Diane and I have been going steady for a month now. However, it turns out that she has several faults I was not aware of, the chief one being that she is much too pretty to be seen with in public. Whenever we’re seen walking along hand in hand, onlookers typically sport a “how does a guy like that get a girl like her” look on their face. I expressed my concern about this fact to Diane, but she glibly brushed it off by saying she didn’t care much for penguins or people’s opinion of them. Which brings me to Diane’s second fault—she never seems to care about the things that are really important. Personally, I live and die by other people’s opinions, especially when they have to do with the various species of aquatic birds. Diane says she likes me mainly for my mind. But this comes as little consolation since I recently overheard her telling her best friend how silly she felt dating a guy who didn’t speak English.
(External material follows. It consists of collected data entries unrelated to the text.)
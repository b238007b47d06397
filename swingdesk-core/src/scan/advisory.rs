//! Post-scan advisories. Neither changes what was sized.
//!
//! - Priority entries: in a bullish market, the strongest relative-strength
//!   names among new READY/WATCH candidates.
//! - Swap suggestions: a held name worth rotating out, either because its
//!   cluster is near the cap and a better-ranked leader waits there, or
//!   because it lags while a gate-clear READY name is available.

use serde::{Deserialize, Serialize};
use std::collections::HashMap;

use super::candidate::{Candidate, ScanStage};
use super::classify::CandidateStatus;
use super::rank::rank_order;
use crate::domain::{InstrumentSnapshot, MarketRegime, OpenPosition};
use crate::risk::{Book, ConcentrationBasis};

#[derive(Debug, Clone, PartialEq, Serialize, Deserialize)]
#[serde(default)]
pub struct PriorityConfig {
    pub enabled: bool,
    pub count: usize,
}

impl Default for PriorityConfig {
    fn default() -> Self {
        Self {
            enabled: true,
            count: 5,
        }
    }
}

#[derive(Debug, Clone, PartialEq, Serialize, Deserialize)]
#[serde(default)]
pub struct SwapConfig {
    pub enabled: bool,
    /// Share of the cluster cap at which a cluster counts as full.
    pub cap_fraction: f64,
    /// A held name below this R-multiple with a weak status is a laggard.
    pub laggard_max_r: f64,
}

impl Default for SwapConfig {
    fn default() -> Self {
        Self {
            enabled: true,
            cap_fraction: 0.90,
            laggard_max_r: 0.5,
        }
    }
}

#[derive(Debug, Clone, PartialEq, Serialize)]
#[serde(tag = "type", rename_all = "SCREAMING_SNAKE_CASE")]
pub enum SwapReason {
    ClusterAtCap {
        cluster: String,
        /// Cluster share of the concentration basis, in percent.
        cluster_pct: f64,
        held_rank: Option<f64>,
        leader_rank: f64,
    },
    Laggard {
        status: Option<CandidateStatus>,
        r_multiple: f64,
    },
}

#[derive(Debug, Clone, PartialEq, Serialize)]
pub struct SwapSuggestion {
    pub held: String,
    pub leader: String,
    pub reason: SwapReason,
}

/// Flag the top names by relative strength and return them in order.
pub(crate) fn flag_priority(
    evaluated: &mut [(Candidate, &InstrumentSnapshot)],
    held: &HashMap<&str, &OpenPosition>,
    regime: MarketRegime,
    config: &PriorityConfig,
) -> Vec<String> {
    if !config.enabled || regime != MarketRegime::Bullish {
        return Vec::new();
    }
    let mut ranked: Vec<(f64, usize)> = evaluated
        .iter()
        .enumerate()
        .filter(|(_, (c, _))| {
            !held.contains_key(c.symbol.as_str())
                && matches!(c.status, Some(CandidateStatus::Ready | CandidateStatus::Watch))
        })
        .filter_map(|(i, (_, snap))| snap.relative_strength.filter(|rs| rs.is_finite()).map(|rs| (rs, i)))
        .collect();
    ranked.sort_by(|a, b| {
        rank_order(
            (a.0, evaluated[a.1].0.symbol.as_str()),
            (b.0, evaluated[b.1].0.symbol.as_str()),
        )
    });
    ranked
        .into_iter()
        .take(config.count)
        .map(|(_, i)| {
            let candidate = &mut evaluated[i].0;
            candidate.priority_entry = true;
            candidate.symbol.clone()
        })
        .collect()
}

/// Swap suggestions for held positions against the book as it stood before
/// the scan. At most one per holding; the cluster reason wins.
pub(crate) fn suggest_swaps(
    evaluated: &[(Candidate, &InstrumentSnapshot)],
    positions: &[OpenPosition],
    book: &Book,
    basis: ConcentrationBasis,
    cluster_cap: f64,
    config: &SwapConfig,
) -> Vec<SwapSuggestion> {
    if !config.enabled {
        return Vec::new();
    }
    let by_symbol: HashMap<&str, &(Candidate, &InstrumentSnapshot)> =
        evaluated.iter().map(|e| (e.0.symbol.as_str(), e)).collect();
    let is_held = |symbol: &str| positions.iter().any(|p| p.symbol == symbol);

    let leaders: Vec<&(Candidate, &InstrumentSnapshot)> = evaluated
        .iter()
        .filter(|(c, _)| {
            c.status == Some(CandidateStatus::Ready)
                && c.block.is_none()
                && c.rank_score.is_some()
                && !is_held(&c.symbol)
        })
        .collect();
    if leaders.is_empty() {
        return Vec::new();
    }
    let basis_value = basis.of(book);
    let mut swaps = Vec::new();
    for position in positions.iter().filter(|p| !p.sleeve.is_hedge()) {
        let entry = by_symbol.get(position.symbol.as_str());
        let held_rank = entry.and_then(|(c, _)| c.rank_score);
        let cluster = position
            .cluster
            .clone()
            .or_else(|| entry.and_then(|(_, s)| s.cluster.clone()));

        if let Some(cluster) = cluster {
            let cluster_pct = if basis_value > 0.0 {
                100.0 * book.cluster_value(&cluster) / basis_value
            } else {
                0.0
            };
            if cluster_pct >= 100.0 * config.cap_fraction * cluster_cap {
                let same = leaders
                    .iter()
                    .filter(|(_, s)| s.cluster.as_deref() == Some(cluster.as_str()))
                    .map(|(c, _)| c);
                if let Some(leader) = best_ranked(same) {
                    let leader_rank = leader.rank_score.unwrap_or(f64::MIN);
                    if held_rank.map_or(true, |h| leader_rank > h) {
                        swaps.push(SwapSuggestion {
                            held: position.symbol.clone(),
                            leader: leader.symbol.clone(),
                            reason: SwapReason::ClusterAtCap {
                                cluster,
                                cluster_pct,
                                held_rank,
                                leader_rank,
                            },
                        });
                        continue;
                    }
                }
            }
        }

        let status = entry.and_then(|(c, _)| c.status);
        let weak = matches!(status, None | Some(CandidateStatus::Watch | CandidateStatus::Far));
        let price = entry
            .map(|(_, s)| s.close)
            .filter(|p| p.is_finite())
            .unwrap_or_else(|| position.mark_price());
        let r_multiple = position.r_multiple(price);
        if !(weak && r_multiple.is_finite() && r_multiple < config.laggard_max_r) {
            continue;
        }
        let gate_clear = leaders
            .iter()
            .map(|(c, _)| c)
            .filter(|c| c.stage >= ScanStage::RiskGated);
        if let Some(leader) = best_ranked(gate_clear) {
            swaps.push(SwapSuggestion {
                held: position.symbol.clone(),
                leader: leader.symbol.clone(),
                reason: SwapReason::Laggard { status, r_multiple },
            });
        }
    }
    swaps
}

fn best_ranked<'a>(pool: impl Iterator<Item = &'a Candidate>) -> Option<&'a Candidate> {
    pool.min_by(|a, b| {
        rank_order(
            (a.rank_score.unwrap_or(f64::MIN), a.symbol.as_str()),
            (b.rank_score.unwrap_or(f64::MIN), b.symbol.as_str()),
        )
    })
}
Basically, she assumes that all my utterances are either unintelligible gibberish or some private idiolect I’ve invented—but as of yet she hasn’t determined which. I tried to explain to her that I did speak the Queen’s language but she just nodded her head and smiled in the same manner one would when listening to a non-Native speaker one couldn’t understand. I contemplated breaking up with Diane, until I learned that she has ties to the Scottish Mafia and that she had a hit put out on the last sorry bloke that broke up with her. I can see the newspaper headlines now: "Death by haggis!"